Native Americans are part of African American historyTalk About Race — By Guest Author on February 18, 2010 at 12:13
By Luay Broadnax
If you’re white and say you have Native American blood, then that’s alright. It’s looked on in some places as a badge of honor. But if you’re black, you’re accused of not wanting to own your African lineage.
I have lived more than 70 years as an African American and I have been proud of everything that this means. As a fashion model, I was a black model. I was a radio personality on black radio. I am a member of the National Coalition of 100 Black Women. I grew up in the Bronx as an African American. I went to an historically black college, Hampton University.
But as a child, I knew I had psychic powers. I knew about events such as death and illnesses before they happened. My mother, who was African American, ignored it to a point; but when people began to pick my brain for information relating to their life, including the number for the day, my mother then started to become more protective of my psychic ability.
My father’s aunts and uncles, who were Native American understood and told me it was part of my heritage from their side. They also told me that my gift with food came from them. In the old days, Native Americans could find medicinal plants in new locations because of a keen sense of smell. I have a keener than normal sense of smell. If I can smell a food dish, I can make the same original dish without its recipe.
When I am cooking with herbs, fresh vegetables, and fruits, I play African music but my dance is the one my Native American grandmother taught me.
During my research for a book I am writing about my life, I discovered a long history of how Native Americans and African Americans mixed. African slavery actually replaced Native American slavery over a period that lasted a half century or more starting in the late 1600s.

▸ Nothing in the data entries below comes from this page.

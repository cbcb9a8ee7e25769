//! Constants for Newick parsing.

/// Newick label delimiters: parentheses, brackets, comma, colon, semicolon, whitespace
pub(crate) const NEWICK_LABEL_DELIMITERS: &[u8] = b"([,:; \n\t\r)]";

/// Default guess for number of vertices, when unknown
pub(crate) const DEFAULT_NUM_VERTICES_GUESS: usize = 20;
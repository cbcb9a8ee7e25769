use std::path::Path;
use tree2tax::model::PhyloTreeBuilder;
use tree2tax::newick::{NewickParser, parse_file, parse_str};
use tree2tax::parser::{ByteParser, ParsingErrorType};

// --- TESTS NEWICK STRING PARSING ---
#[test]
fn test_basic_tree() {
    let newick = "((A:1.0,B:2.0)C:3.0,D:4.0)root:0.5;";
    let tree = parse_str(newick).unwrap();

    // Test counts
    assert_eq!(tree.num_tips(), 3);
    assert_eq!(tree.num_vertices(), 5);

    // Test relationships
    // - Root has children (C, D)
    let root = tree.root();
    assert_eq!(root.name(), Some("root"));
    assert_eq!(*root.branch_length().unwrap(), 0.5);
    let &[c, d] = root.children() else {
        panic!("root should have two children");
    };

    // - Internal vertex has children (A, B)
    let internal = tree.vertex(c);
    assert_eq!(internal.name(), Some("C"));
    assert!(!internal.is_tip());
    let &[a, b] = internal.children() else {
        panic!("C should have two children");
    };

    // - Three tips with names and lengths
    assert_eq!(tree[a].name(), Some("A"));
    assert_eq!(tree[b].name(), Some("B"));
    assert_eq!(tree[d].name(), Some("D"));
    assert_eq!(tree[b].length(), 2.0);
    assert_eq!(tree[d].length(), 4.0);

    // - Parent relationships
    assert_eq!(internal.parent(), Some(tree.root_index()));
    assert_eq!(tree[a].parent(), Some(c));
    assert!(tree.is_valid());
}

#[test]
fn test_multifurcating_and_unary() {
    let tree = parse_str("((A,B,C)'f__fam',((D)'g__gen'))root;").unwrap();
    assert_eq!(tree.num_tips(), 4);
    assert_eq!(tree.root().children().len(), 2);

    let family = tree.find_by_name("f__fam").unwrap();
    assert_eq!(tree[family].children().len(), 3);
    let genus = tree.find_by_name("g__gen").unwrap();
    assert_eq!(tree[genus].children().len(), 1);
    assert_eq!(tree[genus].name(), Some("g__gen"));
    assert!(tree.is_valid());
}

#[test]
fn test_quoted_labels_with_separators() {
    let tree = parse_str("((A:1,B:2)'95:g__Halo; s__fu':3,'Wilson''s tip':4);").unwrap();
    let genus = tree.find_by_name("95:g__Halo; s__fu").unwrap();
    assert_eq!(tree[genus].length(), 3.0);
    assert!(tree.find_by_name("Wilson's tip").is_some());
}

#[test]
fn test_bootstrap_internal_labels() {
    let tree = parse_str("((A:1,B:2)0.95:3,C:4)root;").unwrap();
    let support = tree.find_by_name("0.95").unwrap();
    assert_eq!(tree[support].children().len(), 2);
    assert_eq!(tree[support].length(), 3.0);
}

#[test]
fn test_whitespace_and_comments() {
    let tree = parse_str(" ( [first] A : 1 ,\n\tB:2e-1 [&annotation] ) root ; ").unwrap();
    assert_eq!(tree.num_tips(), 2);
    let b = tree.find_by_name("B").unwrap();
    assert!((tree[b].length() - 0.2).abs() < 1e-12);
}

#[test]
fn test_missing_branch_lengths_and_names() {
    let tree = parse_str("((,),);").unwrap();
    assert_eq!(tree.num_tips(), 3);
    assert!(tree.pre_order_iter().all(|v| v.name().is_none() && !v.has_branch_length()));
}

#[test]
fn test_single_tip_tree() {
    let tree = parse_str("A;").unwrap();
    assert_eq!(tree.num_tips(), 1);
    assert_eq!(tree.root().name(), Some("A"));
}

#[test]
fn test_parse_all() {
    let byte_parser = ByteParser::for_str("(A,B);\n[second](C,(D,E));\n");
    let mut parser = NewickParser::new(PhyloTreeBuilder::new()).with_num_vertices(5);
    let trees = parser.parse_all(byte_parser).unwrap();
    assert_eq!(trees.len(), 2);
    assert_eq!(trees[0].num_tips(), 2);
    assert_eq!(trees[1].num_tips(), 3);
}

// --- TESTS PARSING ERRORS ---
#[test]
fn test_missing_semicolon() {
    let err = parse_str("(A,B)").unwrap_err();
    assert_eq!(err.kind(), &ParsingErrorType::UnexpectedEOF);

    let err = parse_str("(A,B) (C,D);").unwrap_err();
    assert!(matches!(err.kind(), ParsingErrorType::InvalidNewickString(_)));
}

#[test]
fn test_unclosed_parenthesis() {
    let err = parse_str("((A,B),C;").unwrap_err();
    assert!(matches!(err.kind(), ParsingErrorType::InvalidNewickString(_)));
}

#[test]
fn test_negative_branch_length() {
    let err = parse_str("(A:-1,B:2);").unwrap_err();
    assert!(matches!(err.kind(), ParsingErrorType::InvalidNewickString(_)));
}

#[test]
fn test_invalid_branch_length() {
    let err = parse_str("(A:x,B:2);").unwrap_err();
    assert!(matches!(err.kind(), ParsingErrorType::InvalidNewickString(_)));
}

#[test]
fn test_unclosed_quote() {
    let err = parse_str("(A,'g__never closed);").unwrap_err();
    assert_eq!(err.kind(), &ParsingErrorType::UnclosedQuote);
}

#[test]
fn test_empty_input() {
    let err = parse_str("  ").unwrap_err();
    assert_eq!(err.kind(), &ParsingErrorType::UnexpectedEOF);
}

#[test]
fn test_error_reports_position() {
    let err = parse_str("(A,B)X:1?;").unwrap_err();
    assert!(err.position() > 0);
    assert!(err.to_string().contains("position"));
}

// --- TESTS NEWICK FILE PARSING ---
#[test]
fn test_parse_file() {
    let path = Path::new("tests").join("fixtures").join("halobacteria.tree");
    let tree = parse_file(&path).unwrap();
    assert_eq!(tree.num_tips(), 8);
    assert!(tree.find_by_name("g__Haloferax").is_some());
}

#[test]
fn test_parse_missing_file() {
    let err = parse_file("tests/fixtures/does_not_exist.tree").unwrap_err();
    assert!(matches!(err.kind(), ParsingErrorType::IoError(_)));
}
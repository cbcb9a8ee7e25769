//! Clusters emitted for one threshold, and lookups from tips to clusters.

use crate::model::{NodeId, VertexIndex};
use crate::taxonomy::{CONDENSED_SEPARATOR, condense};
use std::cell::OnceCell;
use std::collections::HashMap;
use tracing::warn;

// =#========================================================================#=
// CLUSTER TIP
// =#========================================================================#=
/// A tip of the original tree that is a member of a [NamedCluster].
#[derive(Debug, Clone, PartialEq)]
pub struct ClusterTip {
    /// Index of the tip in the original tree
    pub index: VertexIndex,
    /// Post-order id of the tip in the original tree
    pub id: NodeId,
    /// Name of the tip, if any
    pub name: Option<String>,
}

// =#========================================================================#=
// NAMED CLUSTER
// =#========================================================================#=
/// A group of tips clustered together at one threshold, labelled with the
/// taxonomy of the nearest annotated ancestor.
///
/// If several clusters of the same threshold share a taxonomy, they are told
/// apart by their `cluster_number`, where 1 is the cluster with most tips.
#[derive(Debug, Clone, PartialEq)]
pub struct NamedCluster {
    pub(crate) taxonomy: String,
    pub(crate) tips: Vec<ClusterTip>,
    pub(crate) lca: VertexIndex,
    pub(crate) taxonomy_node: VertexIndex,
    pub(crate) cluster_number: Option<usize>,
}

impl NamedCluster {
    /// Returns the taxonomy label, `"Root"` if no ancestor carries one.
    pub fn taxonomy(&self) -> &str {
        &self.taxonomy
    }

    /// Returns the member tips, in pre-order of the original tree.
    pub fn tips(&self) -> &[ClusterTip] {
        &self.tips
    }

    /// Returns the names of the member tips (unnamed tips are skipped).
    pub fn tip_names(&self) -> Vec<&str> {
        self.tips.iter().filter_map(|t| t.name.as_deref()).collect()
    }

    /// Returns the vertex whose original subtree makes up this cluster
    /// (a tip for singleton clusters).
    pub fn lca(&self) -> VertexIndex {
        self.lca
    }

    /// Returns the vertex the taxonomy label was taken from
    /// (the root for `"Root"` clusters).
    pub fn taxonomy_node(&self) -> VertexIndex {
        self.taxonomy_node
    }

    /// Returns the 1-based number among clusters sharing the taxonomy, or
    /// `None` if the taxonomy is unique at this threshold.
    pub fn cluster_number(&self) -> Option<usize> {
        self.cluster_number
    }

    /// Returns the taxonomy, followed by `.N` if the cluster is numbered.
    pub fn name(&self) -> String {
        with_number(self.taxonomy.clone(), self.cluster_number)
    }

    /// Returns the condensed taxonomy (or the given override), followed by
    /// `.N` if the cluster is numbered.
    ///
    /// # Example
    /// ```
    /// # use tree2tax::newick::parse_str;
    /// # use tree2tax::cluster::named_clusters;
    /// let tree = parse_str("((A:1,B:1)'c__Halo; o__fu':1,C:1)root;")?;
    /// let clusters = named_clusters(&tree, 0.5)?;
    /// assert_eq!(clusters.clusters()[0].condensed_name(None), "cHalo.ofu.1");
    /// assert_eq!(clusters.clusters()[0].condensed_name(Some("gX")), "gX.1");
    /// # Ok::<(), tree2tax::Tree2TaxError>(())
    /// ```
    pub fn condensed_name(&self, taxonomy_override: Option<&str>) -> String {
        let base = match taxonomy_override {
            Some(taxonomy) => taxonomy.to_string(),
            None => condense(&self.taxonomy),
        };
        with_number(base, self.cluster_number)
    }

    /// Smallest original tip id, used to order clusters of equal size.
    pub(crate) fn min_tip_id(&self) -> NodeId {
        self.tips.iter().map(|t| t.id).min().unwrap_or(NodeId::MAX)
    }
}

fn with_number(mut base: String, cluster_number: Option<usize>) -> String {
    if let Some(number) = cluster_number {
        base.push_str(CONDENSED_SEPARATOR);
        base.push_str(&number.to_string());
    }
    base
}

// =#========================================================================#=
// THRESHOLD AND CLUSTERS
// =#========================================================================#=
/// All clusters found at one threshold, partitioning the tips of the tree.
///
/// Lookups from tips to clusters build their index on first use.
#[derive(Debug, Clone)]
pub struct ThresholdAndClusters {
    threshold: f64,
    clusters: Vec<NamedCluster>,
    by_tip_name: OnceCell<HashMap<String, usize>>,
    by_tip_index: OnceCell<HashMap<VertexIndex, usize>>,
}

impl ThresholdAndClusters {
    pub(crate) fn new(threshold: f64, clusters: Vec<NamedCluster>) -> Self {
        Self {
            threshold,
            clusters,
            by_tip_name: OnceCell::new(),
            by_tip_index: OnceCell::new(),
        }
    }

    /// Returns the threshold the clusters were computed for.
    pub fn threshold(&self) -> f64 {
        self.threshold
    }

    /// Returns the clusters, in pre-order of the clustered tree.
    pub fn clusters(&self) -> &[NamedCluster] {
        &self.clusters
    }

    /// Consumes `self` and returns the clusters.
    pub fn into_clusters(self) -> Vec<NamedCluster> {
        self.clusters
    }

    /// Returns the cluster containing the tip with the given name.
    ///
    /// If several tips share the name, the cluster of the last one wins
    /// (a warning is logged when building the index).
    pub fn tip_name_to_cluster(&self, name: &str) -> Option<&NamedCluster> {
        let index = self.by_tip_name.get_or_init(|| {
            let mut index = HashMap::new();
            for (i, cluster) in self.clusters.iter().enumerate() {
                for name in cluster.tips.iter().filter_map(|t| t.name.as_ref()) {
                    if index.insert(name.clone(), i).is_some() {
                        warn!("Found duplicate tip name {:?}, keeping the last cluster seen", name);
                    }
                }
            }
            index
        });
        index.get(name).map(|&i| &self.clusters[i])
    }

    /// Returns the cluster containing the tip at `tip` of the original tree.
    pub fn tip_to_cluster(&self, tip: VertexIndex) -> Option<&NamedCluster> {
        let index = self.by_tip_index.get_or_init(|| {
            self.clusters
                .iter()
                .enumerate()
                .flat_map(|(i, cluster)| cluster.tips.iter().map(move |t| (t.index, i)))
                .collect()
        });
        index.get(&tip).map(|&i| &self.clusters[i])
    }
}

American history books cover this period in just a few sentences. It is actually one of the most fascinating aspects of our history. This melding of the two groups was easy because there were so many ways that the spiritual nature of Indians and the spiritual nature of Africans coincided.
Both believed that the Earth is our Mother. “Mother Africa” –you never hear an African say “Fatherland,” as the Germans did, and do. “This Earth, our Mother” is the translation of an Indian chant. Both groups were often organized into matrifocal clans.

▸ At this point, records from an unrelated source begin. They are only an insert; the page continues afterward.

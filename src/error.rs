//! Error type shared by threshold derivation and clustering.
//!
//! Each variant belongs to one of three families, so callers can tell bad
//! input from a malformed tree from a broken internal invariant:
//! * threshold input: [Tree2TaxError::ThresholdInconsistency],
//!   [Tree2TaxError::InvalidThreshold], [Tree2TaxError::InvalidRankCount]
//! * tree structure: [Tree2TaxError::DisconnectedNodes],
//!   [Tree2TaxError::NoCommonAncestor], [Tree2TaxError::Parsing]
//! * internal invariant: [Tree2TaxError::CorruptTree]

use crate::model::VertexIndex;
use crate::parser::ParsingError;
use thiserror::Error;

/// Errors raised while deriving thresholds or clustering a tree.
#[derive(Debug, Error)]
pub enum Tree2TaxError {
    /// Rank-wise median distances cannot be made monotonically non-increasing.
    #[error("failed to sanitise taxonomy-wise distances {0:?}")]
    ThresholdInconsistency(Vec<Option<f64>>),

    /// A clustering threshold is negative, not a number, or out of rank order.
    #[error("invalid clustering threshold {0}")]
    InvalidThreshold(f64),

    /// Number of rank prefixes does not match the number of thresholds.
    #[error("expected one threshold per rank ({ranks} ranks), got {thresholds}")]
    InvalidRankCount { ranks: usize, thresholds: usize },

    /// `ancestor` is not reachable by walking up from `descendant`.
    #[error("vertex {ancestor} is not an ancestor of vertex {descendant}, disconnected nodes")]
    DisconnectedNodes {
        descendant: VertexIndex,
        ancestor: VertexIndex,
    },

    /// Ancestor chains of two vertices never meet.
    #[error("no common ancestor found for vertices {0} and {1}, are they from the same tree?")]
    NoCommonAncestor(VertexIndex, VertexIndex),

    /// Working tree no longer matches the structure the clustering relies on.
    #[error("corrupt working tree: vertex {child} is not a child of vertex {parent}")]
    CorruptTree {
        parent: VertexIndex,
        child: VertexIndex,
    },

    /// Reading the input tree failed.
    #[error(transparent)]
    Parsing(#[from] ParsingError),
}

/// Result alias used throughout the crate.
pub type Result<T> = std::result::Result<T, Tree2TaxError>;
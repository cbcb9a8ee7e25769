//! Reading reference trees written in Newick.
//!
//! Most callers only need [`parse_file`] or [`parse_str`], which build a
//! [`PhyloTree`]. [`NewickParser`] works with any
//! [`TreeBuilder`](crate::model::TreeBuilder) and can read several trees from
//! one [`ByteParser`] with [`NewickParser::parse_all`].
//!
//! # Accepted syntax
//! ```text
//! tree   ::= clade ';'
//! clade  ::= '(' clade (',' clade)* ')' [label] [':' length]
//!          | label [':' length]
//! ```
//! * Blanks and `[...]` comments may appear between any two tokens.
//! * A label containing Newick punctuation or blanks, such as
//!   `'g__Halo; s__fu'`, is single-quoted; `''` inside stands for `'`.
//! * Lengths may use exponents (`2e-3`) and must not be negative.
//! * Vertices may have a single child, and any number of children.
//!
//! Internal labels carry the annotation this crate works with, such as
//! `'f__family'`, a bootstrap value like `95`, or both as `'95:f__family'`.

mod defs;
mod parser;

pub use self::parser::NewickParser;

use crate::model::{PhyloTree, PhyloTreeBuilder};
use crate::parser::ByteParser;
use crate::parser::ParsingError;
use std::path::Path;
use tracing::warn;

// ============================================================================
// QUICK PARSING API (pub)
// ============================================================================
/// Parses the first Newick tree of a file into a [`PhyloTree`].
///
/// Trailing trees are ignored with a warning, since a run works on a single
/// reference tree.
///
/// # Errors
/// [`ParsingError`] if the file cannot be read or its first tree is malformed.
///
/// # Example
/// ```ignore
/// use tree2tax::newick::parse_file;
///
/// let tree = parse_file("reference.tree")?;
/// println!("Parsed tree with {} tips", tree.num_tips());
/// ```
pub fn parse_file<P: AsRef<Path>>(path: P) -> Result<PhyloTree, ParsingError> {
    let mut byte_parser = ByteParser::for_file(path)?;
    let mut newick_parser = NewickParser::new(PhyloTreeBuilder::new());
    let tree = newick_parser.parse_str(&mut byte_parser)?;

    byte_parser.skip_comment_and_whitespace()?;
    if !byte_parser.is_eof() {
        warn!(
            "Found more than one tree in file, ignoring everything after position {}",
            byte_parser.position()
        );
    }
    Ok(tree)
}

/// Parses a single Newick string to obtain a [`PhyloTree`].
///
/// # Example
/// ```
/// use tree2tax::newick::parse_str;
///
/// let tree = parse_str("((A:0.11,B:0.12)C:0.1,D:0.2)root;")?;
/// assert_eq!(tree.num_tips(), 3);
/// # Ok::<(), tree2tax::parser::ParsingError>(())
/// ```
pub fn parse_str<S: AsRef<str>>(newick: S) -> Result<PhyloTree, ParsingError> {
    let mut newick_parser = NewickParser::new(PhyloTreeBuilder::new());
    let mut byte_parser = ByteParser::for_str(newick.as_ref());
    newick_parser.parse_str(&mut byte_parser)
}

They both believed that humans are punished for violating mother earth. They believe in the regenerative powers of the mother and that the earth gives forth every kind of medicine that a human needs. Many of the designs, myths and folk tales that we call African are the products of both groups.
Native Americans and African Americans hunted, fished, farmed, and trapped together and were traded as slaves together, not just in the plantation South but also in the Caribbean, and the Southwestern United States. For example, there were Indian reservations in Virginia not far from Hampton University, where I started college.
In the old days it was called Hampton Institute, and it was actually created in 1878 to educate both blacks and American Indians. The Indians came to campus from the tribal reservations in the area. Many of the Indians in the area married blacks. Originally the name “colored people” included both Native Americans and African Americans, and all mixtures thereof.
One tribe near Hampton was the Chickahominy (“The Coarse Ground Corn People”). Hominy grits (the full name for grits) became a staple of black folk because of mixing with Native Americans.
I have a great recipe for okra, shrimp, and grits from the restaurant, Ida Mae’s, which I used to own in midtown New York. Originally black folk brought the okra plants from Africa and the mixture of okra and grits became a dish that united the two traditions. It makes a delicious dish when mixed with sand shrimp that were plentiful in the waters out east of Hampton.
In my youth, my doctor in Harlem was the famous black woman doctor, May Chinn. Her mother was a mixture of Chickahominy and African American. Dr Chinn used African and Native American remedies; but she had to hide that fact because the drug companies were establishing their monopolies. They’d drive any doctor out of business who still used what were called “folk remedies.”
Dr, Chinn became one of the nation’s first great cancer detection specialists. She said she could go into a home and smell if someone there had even the earliest stages of cancer. Our Native American heritage is fascinating. I think as African Americans we try to cram a broad, rich history into a narrow space.